ABOUT THIS TASK: Look through the material and copy each line holding "struct".

══════════════════════════════

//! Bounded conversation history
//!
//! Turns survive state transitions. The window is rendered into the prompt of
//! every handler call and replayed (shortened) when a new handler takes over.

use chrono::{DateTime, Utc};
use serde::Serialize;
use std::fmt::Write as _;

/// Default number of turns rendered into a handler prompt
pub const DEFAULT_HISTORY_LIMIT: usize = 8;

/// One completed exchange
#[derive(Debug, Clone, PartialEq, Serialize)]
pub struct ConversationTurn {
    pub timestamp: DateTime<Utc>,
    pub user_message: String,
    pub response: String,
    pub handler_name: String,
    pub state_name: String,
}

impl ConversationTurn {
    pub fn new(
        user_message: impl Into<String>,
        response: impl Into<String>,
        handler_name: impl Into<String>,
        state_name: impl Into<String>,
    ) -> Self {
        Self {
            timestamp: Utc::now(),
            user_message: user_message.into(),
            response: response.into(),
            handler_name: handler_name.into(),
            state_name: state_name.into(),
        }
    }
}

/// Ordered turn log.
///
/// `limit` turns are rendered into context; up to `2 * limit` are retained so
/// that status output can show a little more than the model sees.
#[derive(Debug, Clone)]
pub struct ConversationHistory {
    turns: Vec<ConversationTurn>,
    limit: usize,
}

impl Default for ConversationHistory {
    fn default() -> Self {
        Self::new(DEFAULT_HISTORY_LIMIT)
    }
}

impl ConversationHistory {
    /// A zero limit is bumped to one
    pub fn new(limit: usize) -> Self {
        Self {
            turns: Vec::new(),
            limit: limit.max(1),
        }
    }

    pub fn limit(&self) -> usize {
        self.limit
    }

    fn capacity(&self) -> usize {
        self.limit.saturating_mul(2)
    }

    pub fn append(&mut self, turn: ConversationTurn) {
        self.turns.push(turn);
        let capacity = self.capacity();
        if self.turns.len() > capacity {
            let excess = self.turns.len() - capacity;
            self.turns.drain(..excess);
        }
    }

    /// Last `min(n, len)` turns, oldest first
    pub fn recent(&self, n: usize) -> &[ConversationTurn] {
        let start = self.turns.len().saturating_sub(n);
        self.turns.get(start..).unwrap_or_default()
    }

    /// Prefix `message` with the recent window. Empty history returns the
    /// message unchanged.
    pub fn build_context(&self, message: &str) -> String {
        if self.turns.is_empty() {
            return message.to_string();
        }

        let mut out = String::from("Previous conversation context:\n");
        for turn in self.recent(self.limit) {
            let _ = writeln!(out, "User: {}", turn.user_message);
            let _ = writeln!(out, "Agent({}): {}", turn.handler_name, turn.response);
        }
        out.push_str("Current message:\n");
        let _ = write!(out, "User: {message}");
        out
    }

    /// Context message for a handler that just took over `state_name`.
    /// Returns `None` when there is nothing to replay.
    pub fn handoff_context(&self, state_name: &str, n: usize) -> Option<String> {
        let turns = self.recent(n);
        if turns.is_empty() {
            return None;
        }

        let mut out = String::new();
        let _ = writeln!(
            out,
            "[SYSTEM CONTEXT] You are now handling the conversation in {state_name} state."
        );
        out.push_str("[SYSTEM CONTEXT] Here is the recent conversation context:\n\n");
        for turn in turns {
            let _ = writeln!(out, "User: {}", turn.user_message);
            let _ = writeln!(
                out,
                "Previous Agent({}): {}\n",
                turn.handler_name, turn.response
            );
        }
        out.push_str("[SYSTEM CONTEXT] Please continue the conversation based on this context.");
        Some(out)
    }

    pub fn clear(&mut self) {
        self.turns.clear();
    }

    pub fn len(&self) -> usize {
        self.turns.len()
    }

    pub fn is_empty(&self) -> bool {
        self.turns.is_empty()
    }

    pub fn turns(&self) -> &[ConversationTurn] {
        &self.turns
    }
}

══════════════════════════════

SOLUTION FOR THIS EXERCISE:
pub struct ConversationTurn {
pub struct ConversationHistory {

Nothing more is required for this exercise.